The drug resistant staph infection known as MRSA has popped up around San Diego recently. From a wrestling coach in Fallbrook, to a teenager in Encinitas, to an elephant at the Wild Animal Park. Now local school districts and children’s clubs are turning their attention to stopping MRSA.
“The public isn’t aware yet, that this is an epidemic,” says Dr. William O’Riordan, who researches MRSA in San Diego, “[but] this is truly an epidemic.”
Over the last two decades, Dr. O’Riordan has seen the number of skin infections with MRSA skyrocket from two percent to 78 percent.
“The organizations like the Boys and Girls clubs, and the YMCA, and YWCA, are going to have to do something.”

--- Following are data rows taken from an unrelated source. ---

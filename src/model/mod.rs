//! Problem data and solution values for the Two-Stage Capacitated
//! Facility Location Problem (TSCFLP).
//!
//! - [`Instance`]: immutable problem data (costs, capacities, demand)
//! - [`Solution`]: an open/close pattern together with its optimized cost
//! - [`FixedSet`]: a partial assignment of facility decisions for one solve
//!
//! All three are passive value types shared by the greedy constructor,
//! the optimizer and the fixed set search.

mod fixed;
mod instance;
mod solution;

pub use fixed::FixedSet;
pub use instance::{Instance, InstanceError};
pub use solution::{Pattern, Solution};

“[That] may include an independent survey of our practices and the use of new products," said Boys and Girls Club spokesman Jonathan Greene.
The Boys and Girls Club, as well as local high schools are looking to surface cleaners from companies like San Diego based “Pure Green 24” as another way to prevent MRSA.
“The lady I met told me, ‘I lost my nephew two years ago to MRSA,’ recalls Pure Green 24 distributor Ed Lucero. “What do you say to that?”
Lucero thinks of the product as an alternative to bleach and chemical cleaners that would normally be used to kill bacteria in places like gyms or high schools.
“A lot of things are toxic, a lot of things can’t be applied around people,” Lucero adds.
But for treatment on the skin, Doctor William O’Riordan says the prescription-only soap and cleanser Phisohex is one of the only products known to kill MRSA.
“If you have an abrasion yourself, and you want to make sure the abrasion doesn't get infected, then that's the time I would use the Phisohex,” says O’Riordian.
He also recommends simple hand hygiene. Washing hands thoroughly with soap and water, and keeping the fingernails short. He predicts student athletes will eventually be prohibited from having long fingernails. “Because it's usually the scratch, which is the culprit in really spreading this really, really vicious bacteria.”